He’d called yesterday to ask if we could talk after he visited his grandma Bessie, as if I were busy enough that I’d need to fit him in. After the move, I’d been certain I wouldn’t hear from him for months, but everyone was making a fuss now. I got more calls from Warren and Susan than I’d had in years, and suddenly Lil’s girls were phoning all the time from the States too. They were all worried for me, worried I was sad and lonely and scared.
They had no idea. I’d been all those things, and I was done with them. Breathing in didn’t worry me anymore. Exhaling no longer filled me with dread. And as for speech, well, I’d said mostly all I had to say. I’d mastered the words, those small sculptures, but all works of representational art had their limits.
In the end, people saw and heard just exactly what they wanted.
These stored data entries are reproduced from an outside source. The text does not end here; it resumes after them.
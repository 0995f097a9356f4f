//! Bounded undo/redo history over element snapshots.

use crate::element::Element;
use std::collections::VecDeque;

/// Default number of undo states kept.
pub const DEFAULT_HISTORY_DEPTH: usize = 100;

/// A deep copy of the element collection at one point in time.
pub type Snapshot = Vec<Element>;

/// Linear undo/redo history.
///
/// The undo stack holds the state after each recorded change, newest last.
/// Below it sits the baseline: the state the history started from, or the
/// newest state evicted by the depth cap.
#[derive(Debug, Clone)]
pub struct History {
    undo_stack: VecDeque<Snapshot>,
    redo_stack: Vec<Snapshot>,
    baseline: Snapshot,
    capacity: usize,
}

impl Default for History {
    fn default() -> Self {
        Self::new(DEFAULT_HISTORY_DEPTH)
    }
}

impl History {
    /// Create a history holding at most `capacity` undo states (minimum 1).
    pub fn new(capacity: usize) -> Self {
        Self {
            undo_stack: VecDeque::new(),
            redo_stack: Vec::new(),
            baseline: Vec::new(),
            capacity: capacity.max(1),
        }
    }

    /// Record the state after a change. Clears the redo stack.
    pub fn push(&mut self, snapshot: Snapshot) {
        self.undo_stack.push_back(snapshot);
        self.redo_stack.clear();
        self.enforce_capacity();
        log::debug!("history push: {} undo states", self.undo_stack.len());
    }

    fn enforce_capacity(&mut self) {
        while self.undo_stack.len() > self.capacity {
            if let Some(evicted) = self.undo_stack.pop_front() {
                self.baseline = evicted;
            }
        }
    }

    /// Step back. Returns the state to restore, `None` if there is nothing
    /// to undo.
    pub fn undo(&mut self) -> Option<&Snapshot> {
        let top = self.undo_stack.pop_back()?;
        self.redo_stack.push(top);
        log::debug!("undo: {} undo / {} redo states", self.undo_stack.len(), self.redo_stack.len());
        Some(self.current())
    }

    /// Step forward. Returns the state to restore, `None` if there is nothing
    /// to redo.
    pub fn redo(&mut self) -> Option<&Snapshot> {
        let next = self.redo_stack.pop()?;
        self.undo_stack.push_back(next);
        self.enforce_capacity();
        log::debug!("redo: {} undo / {} redo states", self.undo_stack.len(), self.redo_stack.len());
        Some(self.current())
    }

    /// The state the document should be in right now.
    pub fn current(&self) -> &Snapshot {
        self.undo_stack.back().unwrap_or(&self.baseline)
    }

    /// The state below the oldest undo entry.
    pub fn baseline(&self) -> &Snapshot {
        &self.baseline
    }

    /// Forget all states and start over from `baseline`.
    pub fn reset(&mut self, baseline: Snapshot) {
        self.undo_stack.clear();
        self.redo_stack.clear();
        self.baseline = baseline;
    }

    /// Change the depth cap, evicting the oldest states if needed.
    pub fn set_capacity(&mut self, capacity: usize) {
        self.capacity = capacity.max(1);
        self.enforce_capacity();
    }

    pub fn can_undo(&self) -> bool {
        !self.undo_stack.is_empty()
    }

    pub fn can_redo(&self) -> bool {
        !self.redo_stack.is_empty()
    }

    /// Number of undo states.
    pub fn len(&self) -> usize {
        self.undo_stack.len()
    }

    pub fn is_empty(&self) -> bool {
        self.undo_stack.is_empty()
    }

    pub fn redo_len(&self) -> usize {
        self.redo_stack.len()
    }

    pub fn capacity(&self) -> usize {
        self.capacity
    }
}
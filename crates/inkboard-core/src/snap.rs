//! Snapping to the grid, to angles and to element anchor points.

use crate::bounds::Bounds;
use crate::geometry::{angle_between, normalize_angle};
use crate::vector::{distance, squared_distance};
use kurbo::{Point, Vec2};
use serde::{Deserialize, Serialize};

/// Default grid cell size.
pub const GRID_SIZE: f64 = 20.0;

/// Candidate angles (degrees) for constrained drawing.
pub const SNAP_ANGLES: [f64; 9] = [0.0, 45.0, 90.0, 135.0, 180.0, 225.0, 270.0, 315.0, 360.0];

/// Default tolerance in degrees for [`nearest_snap_angle`].
pub const ANGLE_SNAP_THRESHOLD: f64 = 5.0;

/// Distance within which a point snaps to an element anchor.
pub const ELEMENT_SNAP_THRESHOLD: f64 = 10.0;

/// What a point may snap to.
#[derive(Debug, Clone, Copy, PartialEq, Eq, Default, Serialize, Deserialize)]
#[serde(rename_all = "camelCase")]
pub enum SnapMode {
    #[default]
    None,
    Grid,
    Elements,
    All,
}

impl SnapMode {
    /// Cycle to the next snap mode.
    pub fn next(self) -> Self {
        match self {
            SnapMode::None => SnapMode::Grid,
            SnapMode::Grid => SnapMode::Elements,
            SnapMode::Elements => SnapMode::All,
            SnapMode::All => SnapMode::None,
        }
    }

    pub fn snaps_to_grid(self) -> bool {
        matches!(self, SnapMode::Grid | SnapMode::All)
    }

    pub fn snaps_to_elements(self) -> bool {
        matches!(self, SnapMode::Elements | SnapMode::All)
    }
}

/// Result of a snap operation.
#[derive(Debug, Clone, Copy, PartialEq)]
pub struct SnapResult {
    /// The snapped point.
    pub point: Point,
    pub snapped_x: bool,
    pub snapped_y: bool,
}

impl SnapResult {
    /// A result that leaves the point untouched.
    pub fn none(point: Point) -> Self {
        Self {
            point,
            snapped_x: false,
            snapped_y: false,
        }
    }

    pub fn is_snapped(&self) -> bool {
        self.snapped_x || self.snapped_y
    }
}

/// Snap a scalar to the nearest multiple of `grid_size`.
///
/// Exact halves round toward positive infinity. A non-positive grid size
/// leaves the value unchanged.
pub fn snap_to_grid(value: f64, grid_size: f64) -> f64 {
    if grid_size <= 0.0 {
        return value;
    }
    (value / grid_size + 0.5).floor() * grid_size
}

/// Snap both coordinates of a point to the grid.
pub fn snap_point_to_grid(point: Point, grid_size: f64) -> SnapResult {
    if grid_size <= 0.0 {
        return SnapResult::none(point);
    }
    SnapResult {
        point: Point::new(snap_to_grid(point.x, grid_size), snap_to_grid(point.y, grid_size)),
        snapped_x: true,
        snapped_y: true,
    }
}

/// Closest candidate within `threshold` degrees of `angle`, otherwise `angle`.
///
/// Differences are plain absolute differences; the first candidate with the
/// smallest difference wins.
pub fn nearest_snap_angle(angle: f64, candidates: &[f64], threshold: f64) -> f64 {
    let mut best: Option<(f64, f64)> = None;
    for &candidate in candidates {
        let diff = (angle - candidate).abs();
        if diff <= threshold && best.is_none_or(|(_, d)| diff < d) {
            best = Some((candidate, diff));
        }
    }
    best.map_or(angle, |(candidate, _)| candidate)
}

/// Constrain a drag delta to its dominant axis. Ties snap vertical.
pub fn axis_snap(dx: f64, dy: f64) -> Vec2 {
    if dx.abs() > dy.abs() {
        Vec2::new(dx, 0.0)
    } else {
        Vec2::new(0.0, dy)
    }
}

/// Result of snapping a line endpoint to an angle.
#[derive(Debug, Clone, Copy)]
pub struct AngleSnapResult {
    /// The (possibly moved) endpoint.
    pub point: Point,
    /// Angle of the returned endpoint in degrees, `[0, 360)`.
    pub angle_degrees: f64,
    pub snapped: bool,
    /// Distance from the start point, preserved by snapping.
    pub distance: f64,
}

/// Rotate `end` around `start` onto the nearest snap angle, keeping its length.
pub fn snap_line_endpoint(start: Point, end: Point, candidates: &[f64], threshold: f64) -> AngleSnapResult {
    let length = distance(start, end);
    if length < 1e-3 {
        return AngleSnapResult {
            point: end,
            angle_degrees: 0.0,
            snapped: false,
            distance: length,
        };
    }

    let angle = normalize_angle(angle_between(start, end));
    let snapped_angle = nearest_snap_angle(angle, candidates, threshold);
    if snapped_angle == angle {
        return AngleSnapResult {
            point: end,
            angle_degrees: angle,
            snapped: false,
            distance: length,
        };
    }

    let radians = snapped_angle.to_radians();
    AngleSnapResult {
        point: Point::new(start.x + length * radians.cos(), start.y + length * radians.sin()),
        angle_degrees: normalize_angle(snapped_angle),
        snapped: true,
        distance: length,
    }
}

/// Anchor points of a bounding box: corners, edge midpoints and center.
pub fn snap_targets_from_bounds(bounds: &Bounds) -> Vec<Point> {
    let mut targets = Vec::with_capacity(9);
    targets.extend(bounds.corners());
    let c = bounds.center();
    targets.push(Point::new(c.x, bounds.min_y));
    targets.push(Point::new(bounds.max_x, c.y));
    targets.push(Point::new(c.x, bounds.max_y));
    targets.push(Point::new(bounds.min_x, c.y));
    targets.push(c);
    targets
}

/// Snap to the closest target strictly within `threshold`.
pub fn snap_to_targets(point: Point, targets: &[Point], threshold: f64) -> SnapResult {
    let mut best: Option<Point> = None;
    let mut best_dist_sq = threshold * threshold;
    for &target in targets {
        let dist_sq = squared_distance(point, target);
        if dist_sq < best_dist_sq {
            best_dist_sq = dist_sq;
            best = Some(target);
        }
    }
    match best {
        Some(target) => SnapResult {
            point: target,
            snapped_x: true,
            snapped_y: true,
        },
        None => SnapResult::none(point),
    }
}

/// Snap according to `mode`. Element anchors take priority over the grid.
pub fn snap_point(point: Point, mode: SnapMode, grid_size: f64, targets: &[Point]) -> SnapResult {
    if mode.snaps_to_elements() {
        let result = snap_to_targets(point, targets, ELEMENT_SNAP_THRESHOLD);
        if result.is_snapped() {
            return result;
        }
    }
    if mode.snaps_to_grid() {
        return snap_point_to_grid(point, grid_size);
    }
    SnapResult::none(point)
}
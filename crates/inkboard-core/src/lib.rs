//! InkBoard Core Library
//!
//! Platform-agnostic document, history and stroke geometry engine for the
//! InkBoard whiteboard. Rendering and input capture live in the host.

pub mod bounds;
pub mod config;
pub mod document;
pub mod element;
pub mod error;
pub mod export;
pub mod geometry;
pub mod history;
pub mod hit_test;
pub mod registry;
pub mod selection;
pub mod snap;
pub mod stroke;
pub mod vector;
pub mod viewport;
pub mod whiteboard;

pub use bounds::{Bounds, BoundsAccumulator};
pub use config::{CanvasSettings, EditorSettings, GridSettings, HistorySettings, TextSettings, WhiteboardConfig};
pub use document::{Document, compute_bounds};
pub use element::{
    Element, ElementFactory, ElementGeometry, ElementId, ElementKind, ElementPatch, ElementStyle, SerializableColor,
    StylePatch,
};
pub use error::{Result, WhiteboardError};
pub use export::{EXPORT_VERSION, ExportDocument, ImportData};
pub use history::{DEFAULT_HISTORY_DEPTH, History, Snapshot};
pub use registry::WhiteboardRegistry;
pub use selection::Selection;
pub use snap::{GRID_SIZE, SnapMode, SnapResult, snap_point, snap_to_grid};
pub use stroke::{StrokeOptions, stroke_outline, stroke_points, stroke_to_svg_path, svg_path_from_stroke};
pub use vector::PressurePoint;
pub use viewport::Viewport;
pub use whiteboard::{HistoryMode, ListenerId, Whiteboard, WhiteboardEvent};
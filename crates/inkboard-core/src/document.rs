//! The ordered element collection.

use crate::bounds::Bounds;
use crate::element::{Element, ElementId, ElementPatch};
use crate::error::{Result, WhiteboardError};
use crate::geometry::bounding_boxes_intersect;
use kurbo::Point;
use std::collections::HashSet;

/// Elements in z-order (back to front), unique by id.
#[derive(Debug, Clone, Default, PartialEq)]
pub struct Document {
    elements: Vec<Element>,
}

/// Reject batches that collide with `existing` or repeat an id internally.
fn check_unique<'a>(existing: &HashSet<&'a str>, incoming: impl IntoIterator<Item = &'a Element>) -> Result<()> {
    let mut seen: HashSet<&str> = HashSet::new();
    for element in incoming {
        let id = element.id();
        if existing.contains(id) || !seen.insert(id) {
            return Err(WhiteboardError::DuplicateId(id.to_string()));
        }
    }
    Ok(())
}

fn id_set<S: AsRef<str>>(ids: &[S]) -> HashSet<&str> {
    ids.iter().map(|id| id.as_ref()).collect()
}

impl Document {
    pub fn new() -> Self {
        Self::default()
    }

    /// Build a document from elements, rejecting duplicate ids.
    pub fn from_elements(elements: Vec<Element>) -> Result<Self> {
        check_unique(&HashSet::new(), &elements)?;
        Ok(Self { elements })
    }

    /// Append elements on top. Nothing is added if any id is already taken.
    pub fn add(&mut self, elements: Vec<Element>) -> Result<()> {
        let existing: HashSet<&str> = self.elements.iter().map(Element::id).collect();
        check_unique(&existing, &elements)?;
        self.elements.extend(elements);
        Ok(())
    }

    /// Merge a patch into one element. Returns false for unknown ids.
    pub fn update(&mut self, id: &str, patch: &ElementPatch) -> bool {
        match self.elements.iter_mut().find(|e| e.id() == id) {
            Some(slot) => {
                *slot = slot.patched(patch);
                true
            }
            None => false,
        }
    }

    /// Merge several patches. Returns how many elements were updated.
    pub fn update_many(&mut self, patches: &[(ElementId, ElementPatch)]) -> usize {
        let mut updated = 0;
        for (id, patch) in patches {
            if self.update(id, patch) {
                updated += 1;
            }
        }
        updated
    }

    /// Swap in a whole new version of an element with the same id.
    pub fn replace(&mut self, element: Element) -> bool {
        match self.elements.iter_mut().find(|e| e.id == element.id) {
            Some(slot) => {
                *slot = element;
                true
            }
            None => false,
        }
    }

    /// Remove elements by id. Unknown ids are ignored.
    pub fn remove<S: AsRef<str>>(&mut self, ids: &[S]) -> Vec<Element> {
        let targets = id_set(ids);
        let (removed, kept): (Vec<Element>, Vec<Element>) =
            std::mem::take(&mut self.elements).into_iter().partition(|e| targets.contains(e.id()));
        self.elements = kept;
        removed
    }

    /// Remove everything. Returns false if the document was already empty.
    pub fn clear(&mut self) -> bool {
        let had_elements = !self.elements.is_empty();
        self.elements.clear();
        had_elements
    }

    /// Replace the whole collection, rejecting duplicate ids.
    pub fn replace_all(&mut self, elements: Vec<Element>) -> Result<()> {
        check_unique(&HashSet::new(), &elements)?;
        self.elements = elements;
        Ok(())
    }

    /// Restore a previously taken snapshot.
    pub(crate) fn restore(&mut self, elements: &[Element]) {
        self.elements = elements.to_vec();
    }

    pub fn get(&self, id: &str) -> Option<&Element> {
        self.elements.iter().find(|e| e.id() == id)
    }

    pub fn contains(&self, id: &str) -> bool {
        self.get(id).is_some()
    }

    /// Elements in z-order (back to front).
    pub fn elements(&self) -> &[Element] {
        &self.elements
    }

    pub fn ids(&self) -> Vec<ElementId> {
        self.elements.iter().map(|e| e.id.clone()).collect()
    }

    pub fn is_empty(&self) -> bool {
        self.elements.is_empty()
    }

    pub fn len(&self) -> usize {
        self.elements.len()
    }

    /// Move elements above everything else, keeping their relative order.
    pub fn bring_to_front<S: AsRef<str>>(&mut self, ids: &[S]) -> bool {
        let targets = id_set(ids);
        let before = self.ids();
        let (mut moved, rest): (Vec<Element>, Vec<Element>) =
            std::mem::take(&mut self.elements).into_iter().partition(|e| targets.contains(e.id()));
        self.elements = rest;
        self.elements.append(&mut moved);
        self.order_changed(&before)
    }

    /// Move elements below everything else, keeping their relative order.
    pub fn send_to_back<S: AsRef<str>>(&mut self, ids: &[S]) -> bool {
        let targets = id_set(ids);
        let before = self.ids();
        let (mut moved, mut rest): (Vec<Element>, Vec<Element>) =
            std::mem::take(&mut self.elements).into_iter().partition(|e| targets.contains(e.id()));
        moved.append(&mut rest);
        self.elements = moved;
        self.order_changed(&before)
    }

    /// Move each element one layer towards the front.
    /// Returns true if anything moved.
    pub fn bring_forward<S: AsRef<str>>(&mut self, ids: &[S]) -> bool {
        let targets = id_set(ids);
        let mut moved = false;
        for i in (0..self.elements.len().saturating_sub(1)).rev() {
            if targets.contains(self.elements[i].id()) && !targets.contains(self.elements[i + 1].id()) {
                self.elements.swap(i, i + 1);
                moved = true;
            }
        }
        moved
    }

    /// Move each element one layer towards the back.
    /// Returns true if anything moved.
    pub fn send_backward<S: AsRef<str>>(&mut self, ids: &[S]) -> bool {
        let targets = id_set(ids);
        let mut moved = false;
        for i in 1..self.elements.len() {
            if targets.contains(self.elements[i].id()) && !targets.contains(self.elements[i - 1].id()) {
                self.elements.swap(i, i - 1);
                moved = true;
            }
        }
        moved
    }

    fn order_changed(&self, before: &[ElementId]) -> bool {
        self.elements.iter().map(|e| &e.id).ne(before.iter())
    }

    /// Visible elements touched by the probe segment, front to back.
    pub fn elements_at_segment(&self, a: Point, b: Point, threshold: f64) -> Vec<ElementId> {
        self.elements
            .iter()
            .rev()
            .filter(|e| e.visible && e.hit_by_segment(a, b, threshold))
            .map(|e| e.id.clone())
            .collect()
    }

    /// Visible elements whose bounds intersect `area`, back to front.
    pub fn elements_in_bounds(&self, area: &Bounds) -> Vec<ElementId> {
        self.elements
            .iter()
            .filter(|e| e.visible && bounding_boxes_intersect(&e.bounds(), area))
            .map(|e| e.id.clone())
            .collect()
    }

    /// Bounds of every element, `None` for an empty document.
    pub fn bounds(&self) -> Option<Bounds> {
        compute_bounds(&self.elements)
    }
}

/// Union of the bounds of `elements`, `None` for an empty slice.
pub fn compute_bounds(elements: &[Element]) -> Option<Bounds> {
    elements
        .iter()
        .map(Element::bounds)
        .reduce(|acc, b| acc.union(&b))
}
BESSIE HAD A PRIVATE ROOM at the end of the hall, and as I started towards it, the smell of disinfectant assaulted me. The walls were painted beige, and the doors to the residents’ rooms, a light peach. A large woman sat on a chair in the hall, her eyes closed, head slumped. One would have thought her asleep had she not been rubbing her wrinkled hands together and muttering something too low to hear. Her skin was ghostly and spider-webbed, and her age wasn’t fully to blame. Old age homes badly need regular lighting. Instead, fluorescent lamps cruelly accentuate our frailty, poor circulation, and peaked skin tone.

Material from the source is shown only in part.